While the Galaxy S8 and S9 look very similar, the design of the two devices is actually different. Both devices feature a metal frame and curved glass on the front and back, have IP68 certification for dust and waterproofing, and a 3.5mm headphone jack. However, Samsung clearly listened to consumers with the Galaxy S9 and moved the fingerprint sensor to underneath the camera on the rear of the device, making it more centralized. This was one of the biggest criticisms of the S8
, especially with the S8+, that saw the fingerprint sensor an uncomfortable stretch positioned at the top of the device alongside the camera. The Galaxy S9 actually has slightly smaller bezels above and below the screen, leading to a reduced height of 147.7mm compared to 148.9mm on the Galaxy S8.
Both devices have a 5.8-inch curved QHD+ Super AMOLED display with an aspect ratio of 18.5:9. Samsung has taken advantage of the smaller bezels on the Galaxy S9, which allow a Samsung-optimized screen to be viewed entirely in landscape.

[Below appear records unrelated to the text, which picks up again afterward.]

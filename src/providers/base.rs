//! Base provider trait and common types
//!
//! This module defines the Provider trait that every text model backend
//! implements, along with the message, option and response types shared
//! by all of them.

use crate::error::Result;
use async_trait::async_trait;
use serde::{Deserialize, Serialize};

/// Message structure for a chat completion
///
/// Represents one turn of the prompt sent to the model.
#[derive(Debug, Clone, PartialEq, Serialize, Deserialize)]
pub struct Message {
    /// Role of the message sender (system, user, assistant)
    pub role: String,
    /// Content of the message
    pub content: String,
}

impl Message {
    /// Creates a new user message
    ///
    /// # Examples
    ///
    /// ```
    /// use storymagic::providers::Message;
    ///
    /// let msg = Message::user("Tell me a story");
    /// assert_eq!(msg.role, "user");
    /// ```
    pub fn user(content: impl Into<String>) -> Self {
        Self {
            role: "user".to_string(),
            content: content.into(),
        }
    }

    /// Creates a new assistant message
    pub fn assistant(content: impl Into<String>) -> Self {
        Self {
            role: "assistant".to_string(),
            content: content.into(),
        }
    }

    /// Creates a new system message
    ///
    /// # Examples
    ///
    /// ```
    /// use storymagic::providers::Message;
    ///
    /// let msg = Message::system("You write children's stories.");
    /// assert_eq!(msg.role, "system");
    /// ```
    pub fn system(content: impl Into<String>) -> Self {
        Self {
            role: "system".to_string(),
            content: content.into(),
        }
    }
}

/// Token usage information from a completion
///
/// Tracks the number of tokens used in prompts and completions,
/// as reported by the provider.
#[derive(Debug, Clone, Copy, Default, PartialEq, Eq, Serialize, Deserialize)]
pub struct TokenUsage {
    /// Number of tokens in the prompt
    pub prompt_tokens: usize,
    /// Number of tokens in the completion
    pub completion_tokens: usize,
    /// Total tokens used (prompt + completion)
    pub total_tokens: usize,
}

impl TokenUsage {
    /// Create a new TokenUsage instance
    ///
    /// # Examples
    ///
    /// ```
    /// use storymagic::providers::TokenUsage;
    ///
    /// let usage = TokenUsage::new(100, 50);
    /// assert_eq!(usage.total_tokens, 150);
    /// ```
    pub fn new(prompt_tokens: usize, completion_tokens: usize) -> Self {
        Self {
            prompt_tokens,
            completion_tokens,
            total_tokens: prompt_tokens + completion_tokens,
        }
    }
}

/// Sampling parameters for one completion
#[derive(Debug, Clone, Copy, PartialEq)]
pub struct CompletionOptions {
    /// Upper bound on generated tokens
    pub max_tokens: u32,
    /// Sampling temperature
    pub temperature: f32,
}

impl Default for CompletionOptions {
    fn default() -> Self {
        Self {
            max_tokens: 2000,
            temperature: 0.8,
        }
    }
}

/// Completion response with message and optional token usage
#[derive(Debug, Clone)]
pub struct CompletionResponse {
    /// The response message from the model
    pub message: Message,
    /// Optional token usage information
    pub usage: Option<TokenUsage>,
    /// Model that produced the response
    pub model: String,
}

impl CompletionResponse {
    /// Create a new CompletionResponse
    ///
    /// # Examples
    ///
    /// ```
    /// use storymagic::providers::{CompletionResponse, Message};
    ///
    /// let response = CompletionResponse::new(Message::assistant("Once upon a time"), "gpt-3.5-turbo");
    /// assert_eq!(response.message.role, "assistant");
    /// assert!(response.usage.is_none());
    /// ```
    pub fn new(message: Message, model: impl Into<String>) -> Self {
        Self {
            message,
            usage: None,
            model: model.into(),
        }
    }

    /// Attach token usage information
    pub fn with_usage(mut self, usage: TokenUsage) -> Self {
        self.usage = Some(usage);
        self
    }

    /// Generated text
    pub fn content(&self) -> &str {
        &self.message.content
    }
}

/// Provider trait for text model backends
///
/// # Examples
///
/// ```no_run
/// use storymagic::providers::{CompletionOptions, CompletionResponse, Message, Provider};
/// use storymagic::error::Result;
/// use async_trait::async_trait;
///
/// struct EchoProvider;
///
/// #[async_trait]
/// impl Provider for EchoProvider {
///     fn name(&self) -> &'static str {
///         "echo"
///     }
///
///     fn model(&self) -> String {
///         "echo-1".to_string()
///     }
///
///     async fn complete(
///         &self,
///         messages: &[Message],
///         _options: &CompletionOptions,
///     ) -> Result<CompletionResponse> {
///         let last = messages.last().map(|m| m.content.clone()).unwrap_or_default();
///         Ok(CompletionResponse::new(Message::assistant(last), self.model()))
///     }
/// }
/// ```
#[async_trait]
pub trait Provider: Send + Sync {
    /// Short provider name for logs (e.g. "openai")
    fn name(&self) -> &'static str;

    /// Model identifier requests are sent to
    fn model(&self) -> String;

    /// Completes a conversation with the given messages
    ///
    /// # Errors
    ///
    /// Returns error if the API call fails, the response cannot be parsed,
    /// or the model returns no text
    async fn complete(
        &self,
        messages: &[Message],
        options: &CompletionOptions,
    ) -> Result<CompletionResponse>;
}
//! HTTP error mapping
//!
//! Handlers return `Result<_, ApiError>`. Each [`StoryMagicError`] variant
//! has a fixed status code; anything unexpected becomes a 500 carrying the
//! endpoint's generic failure message, with the cause only in the log.

use crate::error::StoryMagicError;
use axum::extract::rejection::JsonRejection;
use axum::http::StatusCode;
use axum::response::{IntoResponse, Response};
use axum::Json;
use serde_json::{json, Value};

/// Error response body plus status
#[derive(Debug)]
pub struct ApiError {
    status: StatusCode,
    body: Value,
}

impl ApiError {
    /// Error with a plain `{error}` body
    pub fn new(status: StatusCode, message: impl Into<String>) -> Self {
        Self {
            status,
            body: json!({ "error": message.into() }),
        }
    }

    /// Map an error from the service layer
    ///
    /// `failure` is the message returned when the error has no specific
    /// mapping.
    pub fn from_error(err: anyhow::Error, failure: &'static str) -> Self {
        let Some(known) = err.downcast_ref::<StoryMagicError>() else {
            tracing::error!("{}: {:#}", failure, err);
            return Self::new(StatusCode::INTERNAL_SERVER_ERROR, failure);
        };

        match known {
            StoryMagicError::Validation(msg) | StoryMagicError::Conflict(msg) => {
                Self::new(StatusCode::BAD_REQUEST, msg.clone())
            }
            StoryMagicError::InvalidPlan(plan) => {
                tracing::debug!("Rejected plan id '{}'", plan);
                Self::new(StatusCode::BAD_REQUEST, "Invalid plan")
            }
            StoryMagicError::InvalidCredentials => {
                Self::new(StatusCode::UNAUTHORIZED, known.to_string())
            }
            StoryMagicError::NotFound(_) => Self::new(StatusCode::NOT_FOUND, known.to_string()),
            StoryMagicError::QuotaExceeded { plan, used, limit } => Self {
                status: StatusCode::FORBIDDEN,
                body: json!({
                    "error": "You've reached your monthly story limit. Please upgrade your plan to create more stories!",
                    "needsUpgrade": true,
                    "plan": plan,
                    "storiesThisMonth": used,
                    "limit": limit,
                }),
            },
            _ => {
                tracing::error!("{}: {:#}", failure, err);
                Self::new(StatusCode::INTERNAL_SERVER_ERROR, failure)
            }
        }
    }

    pub fn status(&self) -> StatusCode {
        self.status
    }
}

impl IntoResponse for ApiError {
    fn into_response(self) -> Response {
        (self.status, Json(self.body)).into_response()
    }
}

impl From<JsonRejection> for ApiError {
    fn from(rejection: JsonRejection) -> Self {
        tracing::debug!("Rejected request body: {}", rejection.body_text());
        Self::new(StatusCode::BAD_REQUEST, "Invalid request body")
    }
}

/// Attach an endpoint's generic failure message to a service result
pub trait OrFail<T> {
    fn or_fail(self, failure: &'static str) -> Result<T, ApiError>;
}

impl<T> OrFail<T> for crate::error::Result<T> {
    fn or_fail(self, failure: &'static str) -> Result<T, ApiError> {
        self.map_err(|e| ApiError::from_error(e, failure))
    }
}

The display on the S8 was one of the best available so it is understandable why Samsung chose to stick with the same display.
Under the hood
The specs powering the S9 is where the devices differ the most; in most of the world, you'll find an octa-core Exynos 9810 with four cores running at 2.7GHz and four at 1.7GHz, while in the U.S the device has an octa-core Snapdragon 845 chipset which can run at up to 2.8GHz. The Samsung Galaxy S8 meanwhile uses an octa-core Exynos 8895 chipset with four cores running at 2.3GHz and four running at 1.7GHz. In the US it uses the octa-core Snapdragon 835, which has four cores running at 2.35GHz and four at 1.9GHz. Both devices feature 4GB of RAM but the Galaxy S9 supports Gigabit LTE.
The battery has remained the same between devices, with the same 3000mAh capacity, fast-charging, and USB-C support.
If you like the latest software then the Galaxy S9 won't disappoint. It comes with Android Oreo preloaded, but with Android 8.0 rolling out for the Galaxy S8
there's not a whole load of difference to be found in software.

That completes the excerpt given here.